I played a little around with it, and managed to find that if I replace it with a const RequestData&, it's suddenly allowed. But it instead results in issues elsewhere, because the getter isn't const. At least from what I could find, I need to make it a const function, which is fine for the getter itself, but I also have some setters meaning I can't go with that.

Anyway, I figured I could try std::bind instead.

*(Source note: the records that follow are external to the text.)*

use std::sync::Arc;

use serde::Serialize;
use serde::de::DeserializeOwned;

use crate::kv::{InMemoryStore, KeyValueStore, StorageError};
use crate::sqlite::{SqliteInitError, SqliteStore};

mod custom_videos;
mod module_progress;
mod protocol_registry;
mod tests_catalog;
mod video_progress;

pub use custom_videos::{CUSTOM_VIDEOS_KEY, CustomVideoStore};
pub use module_progress::ModuleProgressStore;
pub use protocol_registry::{PROTOCOL_REGISTRY_KEY, ProtocolRegistryStore};
pub use tests_catalog::{TESTS_CATALOG_KEY, TestsCatalogStore};
pub use video_progress::{VIDEO_PROGRESS_KEY, VideoProgressStore};

/// Reads a JSON collection from the port, treating absent or malformed data
/// as "no data".
///
/// A store read never fails past this boundary: a backend error or an entry
/// that does not parse is logged and the caller sees the default (empty)
/// value.
pub(crate) async fn read_json_or_default<T>(kv: &dyn KeyValueStore, key: &str) -> T
where
    T: DeserializeOwned + Default,
{
    let raw = match kv.get(key).await {
        Ok(raw) => raw,
        Err(err) => {
            tracing::warn!(key, %err, "storage read failed, treating as empty");
            return T::default();
        }
    };
    let Some(raw) = raw else {
        return T::default();
    };
    match serde_json::from_str(&raw) {
        Ok(value) => value,
        Err(err) => {
            tracing::warn!(key, %err, "malformed persisted data, treating as empty");
            T::default()
        }
    }
}

/// Serializes and writes a whole collection back under its namespace key.
pub(crate) async fn write_json<T>(
    kv: &dyn KeyValueStore,
    key: &str,
    value: &T,
) -> Result<(), StorageError>
where
    T: Serialize,
{
    let raw = serde_json::to_string(value)
        .map_err(|e| StorageError::Serialization(e.to_string()))?;
    kv.set(key, &raw).await
}

/// Aggregates the typed stores behind one injected backend.
#[derive(Clone)]
pub struct Storage {
    pub protocols: ProtocolRegistryStore,
    pub module_progress: ModuleProgressStore,
    pub video_progress: VideoProgressStore,
    pub custom_videos: CustomVideoStore,
    pub tests: TestsCatalogStore,
}

impl Storage {
    /// Builds the typed stores over any key-value backend.
    #[must_use]
    pub fn new(kv: Arc<dyn KeyValueStore>) -> Self {
        Self {
            protocols: ProtocolRegistryStore::new(Arc::clone(&kv)),
            module_progress: ModuleProgressStore::new(Arc::clone(&kv)),
            video_progress: VideoProgressStore::new(Arc::clone(&kv)),
            custom_videos: CustomVideoStore::new(Arc::clone(&kv)),
            tests: TestsCatalogStore::new(kv),
        }
    }

    /// Builds a `Storage` over an in-memory backend, for tests.
    #[must_use]
    pub fn in_memory() -> Self {
        Self::new(Arc::new(InMemoryStore::new()))
    }

    /// Builds a `Storage` backed by `SQLite`.
    ///
    /// # Errors
    ///
    /// Returns `SqliteInitError` if connection or migrations cannot be
    /// completed.
    pub async fn sqlite(database_url: &str) -> Result<Self, SqliteInitError> {
        let store = SqliteStore::connect(database_url).await?;
        store.migrate().await?;
        Ok(Self::new(Arc::new(store)))
    }
}
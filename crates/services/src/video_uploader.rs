use base64::Engine as _;
use base64::engine::general_purpose::STANDARD as BASE64;
use portal_core::model::{ModuleId, ProgramId};
use serde::{Deserialize, Serialize};

use crate::error::UploadError;

/// Env var naming the upload endpoint.
pub const UPLOAD_URL_ENV: &str = "PORTAL_UPLOAD_URL";

const DEFAULT_UPLOAD_URL: &str = "http://localhost:3001/api/upload-video";

#[derive(Debug, Serialize)]
#[serde(rename_all = "camelCase")]
struct UploadRequest<'a> {
    video_data: String,
    filename: &'a str,
}

#[derive(Debug, Deserialize)]
struct UploadResponse {
    success: bool,
    #[serde(default)]
    url: Option<String>,
    #[serde(default)]
    error: Option<String>,
}

/// Client for the video upload endpoint.
///
/// The file travels base64-encoded in the JSON body; the target module is
/// carried in headers so the server can place the file without parsing the
/// payload first.
#[derive(Debug, Clone)]
pub struct VideoUploader {
    client: reqwest::Client,
    endpoint: String,
}

impl VideoUploader {
    #[must_use]
    pub fn new(endpoint: impl Into<String>) -> Self {
        Self {
            client: reqwest::Client::new(),
            endpoint: endpoint.into(),
        }
    }

    /// Builds an uploader from `PORTAL_UPLOAD_URL`, falling back to the local
    /// dev endpoint.
    #[must_use]
    pub fn from_env() -> Self {
        let endpoint =
            std::env::var(UPLOAD_URL_ENV).unwrap_or_else(|_| DEFAULT_UPLOAD_URL.to_owned());
        Self::new(endpoint)
    }

    /// Uploads a video file for one program module and returns the URL the
    /// server stored it under.
    ///
    /// # Errors
    ///
    /// Returns `UploadError::Rejected` when the server answers with
    /// `success: false`, `HttpStatus` for a non-2xx response, or `Http` for
    /// transport failures.
    pub async fn upload(
        &self,
        program_id: &ProgramId,
        module_id: ModuleId,
        filename: &str,
        bytes: &[u8],
    ) -> Result<String, UploadError> {
        let body = UploadRequest {
            video_data: BASE64.encode(bytes),
            filename,
        };

        let response = self
            .client
            .post(&self.endpoint)
            .header("X-Program-Id", program_id.as_str())
            .header("X-Module-Id", module_id.value().to_string())
            .json(&body)
            .send()
            .await?;

        let status = response.status();
        if !status.is_success() {
            return Err(UploadError::HttpStatus(status));
        }

        let decoded: UploadResponse = response.json().await?;
        if !decoded.success {
            return Err(UploadError::Rejected(
                decoded.error.unwrap_or_else(|| "upload failed".to_owned()),
            ));
        }
        decoded
            .url
            .ok_or_else(|| UploadError::Rejected("response carried no url".to_owned()))
    }
}

#[cfg(test)]
mod tests {
    use super::*;

    #[test]
    fn request_body_is_base64_camel_case() {
        let body = UploadRequest {
            video_data: BASE64.encode(b"abc"),
            filename: "intro.mp4",
        };
        let json = serde_json::to_value(&body).unwrap();
        assert_eq!(json["videoData"], "YWJj");
        assert_eq!(json["filename"], "intro.mp4");
    }

    #[test]
    fn response_decodes_with_optional_fields() {
        let ok: UploadResponse =
            serde_json::from_str(r#"{"success":true,"url":"/uploads/v.mp4"}"#).unwrap();
        assert!(ok.success);
        assert_eq!(ok.url.as_deref(), Some("/uploads/v.mp4"));

        let rejected: UploadResponse =
            serde_json::from_str(r#"{"success":false,"error":"too large"}"#).unwrap();
        assert!(!rejected.success);
        assert_eq!(rejected.error.as_deref(), Some("too large"));
    }
}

I replaced the async call with:

auto func = std::bind(&X::executeRequest<int>, this, false, d, &callback, false);
return std::async(std::launch::async, func);

And, for some reason, it worked.

The thing that confuses me here, is that it uses the same arguments both times (all three times if you count the non-async variant), and takes the this argument into consideration, given the function I'm calling is a member function.

I dug deeper, and found some alternative solutions (referencing std::thread though), that used std::ref. I know std::async runs std::thread under the hood, so I dug up the documentation:

The arguments to the thread function are moved or copied by value. If a reference argument needs to be passed to the thread function, it has to be wrapped (e.g. with std::ref or std::cref). (emphasis mine)

That makes sense, and explains why it failed. I assume std::async is limited by this as well, and explains why it failed.

However, digging up std::bind:

The arguments to bind are copied or moved, and are never passed by reference unless wrapped in std::ref or std::cref. (emphasis mine)

I don't use std::ref (or if I replace with a const, std::cref) in either, but at least if I understood the documentation right, both of these should fail to compile. The example on cppreference.com also compiles without std::cref (tested in Coliru with Clang and C++ 17).

What's going on here?

If it matters, aside the coliru environment, I originally reproduced the issue in Docker, running Ubuntu 18.04 with Clang 8.0.1 (64 bit). Compiled against C++ 17 in both cases.


Solution

  • There is some slight differences in the standard. For std::bind:

    Requires: is_­constructible_­v<FD, F> shall be true. For each Ti in BoundArgs, is_­constructible_­v<TDi, Ti> shall be true. INVOKE(fd, w1, w2, …, wN) ([func.require]) shall be a valid expression for some values w1, w2, …, wN, where N has the value sizeof...(bound_­args). The cv-qualifiers cv of the call wrapper g, as specified below, shall be neither volatile nor const volatile.

    Returns: An argument forwarding call wrapper g ([func.require]). The effect of g(u1, u2, …, uM) shall be

    INVOKE(fd, std::forward<V1>(v1), std::forward<V2>(v2), …, std::forward<VN>(vN))
    

    Where v1, ..., vN have specific types. In your case, what matters is that the stored variable corresponding to d has type std::decay_t<RequestData&> which is RequestData. In this case, you can easily call executeRequest<int> with an lvalue RequestData.

    The requirements for std::async are much stronger:

    Requires: F and each Ti in Args shall satisfy the Cpp17MoveConstructible requirements, and

    INVOKE(decay-copy(std::forward<F>(f)),
       decay-copy(std::forward<Args>(args))...)     // see [func.require], [thread.thread.constr]
    

    The huge difference is decay-copy. For d, you get the following:

    decay-copy(std::forward<RequestData&>(d))
    

    Which is a call to the decay-copy function (exposition only), whose return type is std::decay_t<RequestData&>, so RequestData, which is why the compilation fails.


    Note that if you used std::ref, the behavior would be undefined since the lifetime of d may ends before the call to executeRequest.